The best way to send a re-confirmation email?
scifinder opened this issue · 5 comments
Hello!
I can't think of a better algorithm for actions when confirming an email.
If the user has NOT confirmed his email, but at the same time makes an attempt to login, he will receive the following exception: \Delight\Auth\EmailNotVerifiedException
. Here I can display a message about the need to confirm the email. But I can't think of a better way to resend a confirm email in this case. And if the user entered his address incorrectly during registration and the confirmation letter sent to a stranger - what should I do? Obviously, the user needs to be given the opportunity to change their email address here, but we can't do that until the email is confirmed, right?
I will be glad of any ideas. Thanks!
A "change" is not necessary at this point, force the User to register with a valid Email, don't work around it. Unconfirmed Emails expire, so you will not break anything there or make unconfirmed Emails useless forever. Changing the Email makes only sense with confirmed email addresses, not while in the registering process.
@eypsilon, thank you for your reply! But there is one nuance. In my system, registration is carried out by invitation. After registration, the invitation code is marked as used.
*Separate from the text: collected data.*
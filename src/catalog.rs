//! Device discovery and program/device compatibility.
//!
//! The catalog is a thin, uncached view over the service: each call asks
//! the service again, so a device that goes offline is seen on the next
//! read.
//!
//! [`validate`] answers whether a verified program can be submitted to a
//! device as written:
//!
//! | Outcome | When |
//! |---------|------|
//! | `Invalid` | device offline or retired, analog-only device, too few qubits |
//! | `RequiresTranspilation` | gates outside the device gate set, uncoupled qubit pairs |
//! | `Valid` | otherwise |

use std::sync::Arc;

use serde::{Deserialize, Serialize};

use crate::circuit::{CircuitProgram, OpKind};
use crate::config::Settings;
use crate::device::DeviceDescriptor;
use crate::error::{BraketError, BraketResult};
use crate::service::QuantumService;

/// Result of checking a program against a device.
#[derive(Debug, Clone, PartialEq, Eq, Serialize, Deserialize)]
#[serde(tag = "outcome", rename_all = "snake_case")]
pub enum ValidationResult {
    /// The program can be submitted as-is.
    Valid,
    /// The program cannot run on this device.
    Invalid {
        /// Reasons the program is rejected.
        reasons: Vec<String>,
    },
    /// The program could run after transpilation.
    RequiresTranspilation {
        /// What transpilation is needed.
        details: String,
    },
}

impl ValidationResult {
    /// Check if the program can be submitted as-is.
    pub fn is_valid(&self) -> bool {
        matches!(self, ValidationResult::Valid)
    }

    /// Convert anything but `Valid` into a validation error.
    pub fn into_result(self, device_arn: &str) -> BraketResult<()> {
        match self {
            ValidationResult::Valid => Ok(()),
            ValidationResult::Invalid { reasons } => Err(BraketError::Validation(format!(
                "program cannot run on {device_arn}: {}",
                reasons.join("; ")
            ))),
            ValidationResult::RequiresTranspilation { details } => Err(BraketError::Validation(
                format!("program needs transpilation for {device_arn}: {details}"),
            )),
        }
    }
}

/// Check a verified program against a device.
pub fn validate(program: &CircuitProgram, device: &DeviceDescriptor) -> ValidationResult {
    let caps = &device.capabilities;
    let mut reasons = Vec::new();

    if !device.device_status.accepts_tasks() {
        reasons.push(format!("device is {}", device.device_status));
    }
    if !caps.accepts_openqasm() {
        reasons.push(format!("{} does not run gate-model programs", device.device_name));
    } else if program.qubit_count() > caps.num_qubits {
        reasons.push(format!(
            "program uses {} qubits, device has {}",
            program.qubit_count(),
            caps.num_qubits
        ));
    }
    if !reasons.is_empty() {
        return ValidationResult::Invalid { reasons };
    }

    let unsupported: Vec<&str> = program
        .gate_names()
        .into_iter()
        .filter(|g| !caps.gate_set.contains(g))
        .collect();
    if !unsupported.is_empty() {
        return ValidationResult::RequiresTranspilation {
            details: format!(
                "gates not supported by {}: {}",
                device.device_name,
                unsupported.join(", ")
            ),
        };
    }

    if !caps.is_simulator {
        let uncoupled = program.operations().iter().find(|op| {
            op.kind == OpKind::Gate
                && op.qubits.len() == 2
                && !caps.topology.is_connected(op.qubits[0], op.qubits[1])
        });
        if let Some(op) = uncoupled {
            return ValidationResult::RequiresTranspilation {
                details: format!(
                    "{} acts on qubits {} and {}, which are not coupled",
                    op.name, op.qubits[0], op.qubits[1]
                ),
            };
        }
    }

    ValidationResult::Valid
}

/// Device to use: `explicit` if given and non-blank, else the configured default.
pub fn resolve_device(explicit: Option<&str>, settings: &Settings) -> String {
    match explicit.map(str::trim) {
        Some(arn) if !arn.is_empty() => arn.to_string(),
        _ => settings.default_device_arn(),
    }
}

/// Read-only view of the devices the service offers.
#[derive(Clone)]
pub struct DeviceCatalog {
    service: Arc<dyn QuantumService>,
}

impl DeviceCatalog {
    /// Create a catalog over a service.
    pub fn new(service: Arc<dyn QuantumService>) -> Self {
        Self { service }
    }

    /// All devices, in the order the service returned them.
    pub async fn list_devices(&self) -> BraketResult<Vec<DeviceDescriptor>> {
        Ok(self.service.list_devices().await?)
    }

    /// One device by ARN.
    pub async fn get_device_info(&self, device_arn: &str) -> BraketResult<DeviceDescriptor> {
        let device_arn = device_arn.trim();
        if device_arn.is_empty() {
            return Err(BraketError::Validation("device_arn must not be empty".into()));
        }
        Ok(self.service.get_device(device_arn).await?)
    }
}

impl std::fmt::Debug for DeviceCatalog {
    fn fmt(&self, f: &mut std::fmt::Formatter<'_>) -> std::fmt::Result {
        f.debug_struct("DeviceCatalog")
            .field("service", &self.service.name())
            .finish()
    }
}

#[cfg(test)]
mod tests {
    use super::*;
    use crate::capability::Capabilities;
    use crate::circuit::verify;
    use crate::config::{DEFAULT_DEVICE_ARN, DEFAULT_DEVICE_ENV};
    use crate::device::DeviceStatus;
    use crate::local::LocalService;

    const BELL: &str = "qubit[2] q;\nbit[2] c;\nh q[0];\ncx q[0], q[1];\nc = measure q;";

    fn device(caps: Capabilities) -> DeviceDescriptor {
        DeviceDescriptor::new("arn:test", "Test", "Test", caps)
    }

    #[test]
    fn test_validate_simulator() {
        let program = verify(BELL).unwrap();
        assert!(validate(&program, &device(Capabilities::sv1())).is_valid());
    }

    #[test]
    fn test_validate_too_many_qubits() {
        let program = verify("qubit[20] q;\nh q;").unwrap();
        let result = validate(&program, &device(Capabilities::dm1()));
        assert!(matches!(
            result,
            ValidationResult::Invalid { ref reasons } if reasons[0].contains("20 qubits")
        ));
    }

    #[test]
    fn test_validate_offline_and_analog() {
        let program = verify(BELL).unwrap();
        let offline = device(Capabilities::sv1()).with_status(DeviceStatus::Retired);
        assert!(matches!(validate(&program, &offline), ValidationResult::Invalid { .. }));

        let analog = device(Capabilities::quera(256));
        let err = validate(&program, &analog).into_result("arn:test").unwrap_err();
        assert!(matches!(err, BraketError::Validation(ref m) if m.contains("gate-model")));
    }

    #[test]
    fn test_validate_needs_transpilation() {
        let program = verify("qubit[2] q;\nms(0, 0, pi/2) q[0], q[1];").unwrap();
        let result = validate(&program, &device(Capabilities::iqm(5)));
        assert!(matches!(
            result,
            ValidationResult::RequiresTranspilation { ref details } if details.contains("ms")
        ));

        // Qubits 0 and 4 are not neighbours on a 3x3 grid.
        let far = verify("qubit[5] q;\ncz q[0], q[4];").unwrap();
        let result = validate(&far, &device(Capabilities::iqm(5)));
        assert!(matches!(
            result,
            ValidationResult::RequiresTranspilation { ref details }
                if details.contains("not coupled")
        ));
    }

    #[test]
    fn test_resolve_device() {
        let defaults = Settings::from_lookup(|_| None);
        assert_eq!(resolve_device(None, &defaults), DEFAULT_DEVICE_ARN);
        assert_eq!(resolve_device(Some("  "), &defaults), DEFAULT_DEVICE_ARN);
        assert_eq!(resolve_device(Some("arn:x"), &defaults), "arn:x");

        let overridden =
            Settings::from_lookup(|k| (k == DEFAULT_DEVICE_ENV).then(|| "arn:dm1".to_string()));
        assert_eq!(resolve_device(None, &overridden), "arn:dm1");
    }

    #[tokio::test]
    async fn test_catalog_reads() {
        let service = Arc::new(LocalService::new("us-east-1"));
        let catalog = DeviceCatalog::new(service.clone());

        let devices = catalog.list_devices().await.unwrap();
        assert_eq!(devices.len(), 7);
        assert_eq!(devices[0].device_name, "SV1");

        let sv1 = catalog.get_device_info(DEFAULT_DEVICE_ARN).await.unwrap();
        assert_eq!(sv1.device_name, "SV1");

        assert!(matches!(
            catalog.get_device_info("arn:aws:braket:::device/unknown").await,
            Err(BraketError::NotFound(_))
        ));
        assert!(matches!(catalog.get_device_info(" ").await, Err(BraketError::Validation(_))));

        // Not cached: a status change is visible on the next read.
        service.set_device_status(DEFAULT_DEVICE_ARN, DeviceStatus::Offline).unwrap();
        let sv1 = catalog.get_device_info(DEFAULT_DEVICE_ARN).await.unwrap();
        assert_eq!(sv1.device_status, DeviceStatus::Offline);
    }

    #[tokio::test]
    async fn test_empty_catalog() {
        let empty = LocalService::with_devices("us-east-1", Vec::new());
        let catalog = DeviceCatalog::new(Arc::new(empty));
        assert!(catalog.list_devices().await.unwrap().is_empty());
    }
}
impl LocalService {
    /// A service with the standard fleet, advancing tasks on every read.
    pub fn new(region: impl Into<String>) -> Self {
        let region = region.into();
        let devices = DeviceDescriptor::braket_fleet(&region);
        Self::with_devices(region, devices)
    }

    /// A service with an explicit device list.
    pub fn with_devices(region: impl Into<String>, devices: Vec<DeviceDescriptor>) -> Self {
        Self {
            region: region.into(),
            state: Mutex::new(LocalState {
                devices,
                tasks: Vec::new(),
                auto_advance: true,
                injected: None,
            }),
        }
    }

    /// Stop advancing tasks on reads, including internal status reads.
    pub fn manual(self) -> Self {
        if let Ok(mut state) = self.state.lock() {
            state.auto_advance = false;
        }
        self
    }

    fn state(&self) -> ServiceResult<MutexGuard<'_, LocalState>> {
        let mut state = self
            .state
            .lock()
            .map_err(|_| ServiceError::Internal("local service state poisoned".into()))?;
        match state.injected.take() {
            Some(err) => Err(err),
            None => Ok(state),
        }
    }

    /// Make the next request fail with `err`.
    pub fn inject_error(&self, err: ServiceError) {
        if let Ok(mut state) = self.state.lock() {
            state.injected = Some(err);
        }
    }

    /// Move a task one step along its lifecycle. Returns the new status.
    pub fn advance(&self, task_id: &TaskId) -> ServiceResult<TaskStatus> {
        let mut state = self.state()?;
        let entry = state.task_mut(task_id)?;
        step(&mut entry.task);
        Ok(entry.task.status)
    }

    /// Mark a non-terminal task as failed.
    pub fn fail(&self, task_id: &TaskId, reason: impl Into<String>) -> ServiceResult<()> {
        let mut state = self.state()?;
        let task = &mut state.task_mut(task_id)?.task;
        if !task.status.can_transition_to(TaskStatus::Failed) {
            return Err(ServiceError::Rejected(format!(
                "task {task_id} is already {}",
                task.status
            )));
        }
        task.status = TaskStatus::Failed;
        task.ended_at = Some(Utc::now());
        task.failure_reason = Some(reason.into());
        Ok(())
    }

    /// Change a device's status.
    pub fn set_device_status(
        &self,
        device_arn: &str,
        status: crate::device::DeviceStatus,
    ) -> ServiceResult<()> {
        let mut state = self.state()?;
        let device = state
            .devices
            .iter_mut()
            .find(|d| d.device_arn == device_arn)
            .ok_or_else(|| ServiceError::NotFound(format!("device {device_arn}")))?;
        device.device_status = status;
        Ok(())
    }
}

/// Next lifecycle step of a non-terminal task.
fn step(task: &mut ExecutionTask) {
    let next = match task.status {
        TaskStatus::Created => TaskStatus::Queued,
        TaskStatus::Queued => TaskStatus::Running,
        TaskStatus::Running => TaskStatus::Completed,
        terminal => terminal,
    };
    if next != task.status {
        debug!(task_id = %task.task_id, from = %task.status, to = %next, "task advanced");
        task.status = next;
        if next.is_terminal() {
            task.ended_at = Some(Utc::now());
        }
    }
}

fn ghz_counts(width: usize, shots: u32) -> Counts {
    let ones = u64::from(shots / 2);
    let zeros = u64::from(shots) - ones;
    let mut counts = Counts::new();
    counts.insert("0".repeat(width), zeros);
    if ones > 0 {
        counts.insert("1".repeat(width), ones);
    }
    counts
}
- Let's imagine that the user simply did not receive a confirmation email. In this case, after logging in, he will see a message with the need to confirm the email address. In principle, if for some reason he did not receive the letter, I can send him the letter again here. Do I understand correctly that I can use the value of the
$_POST['email']
variable taken from the login form for this? In fact, this was my main initial question. - Let's say the user made a mistake when entering an email address during registration, and then, when trying to log in, entered the address correctly and, of course, received a message that such an address does not exist. In this case, I need to find out about it somehow and make the invitation code active again. I can't resolve this contradiction for myself yet.
Returning to first question: can I do something like this? (Use $_POST['email']
in catch
)
try {
$auth->login($_POST['email'], $_POST['password']);
echo 'User is logged in';
}
...
catch (\Delight\Auth\EmailNotVerifiedException $e) {
$url = 'https://my-site.com/re-send-confirmation/' . bin2hex( http_build_query( [ 'email' => $_POST['email'] ] ) );
die('Email not verified. <a href="' . $url . '">Click to resend the confirmation email.</a>');
}
...
Do I understand correctly that I can use the value of the
$_POST['email']
variable taken from the login form for this? In fact, this was my main initial question.
Sure. You should at least validate the email, but once validated, you can use it for whatever you need. $_POST
is a superglobal.
A simple solution for you would be to display the used Email to the User who tries to login with an additional note, that in case it's not the correct email, to re-register with a link you then create that contains the invitation-information as GET-parameters. It would be much safer than letting anonymous users change already registered emails.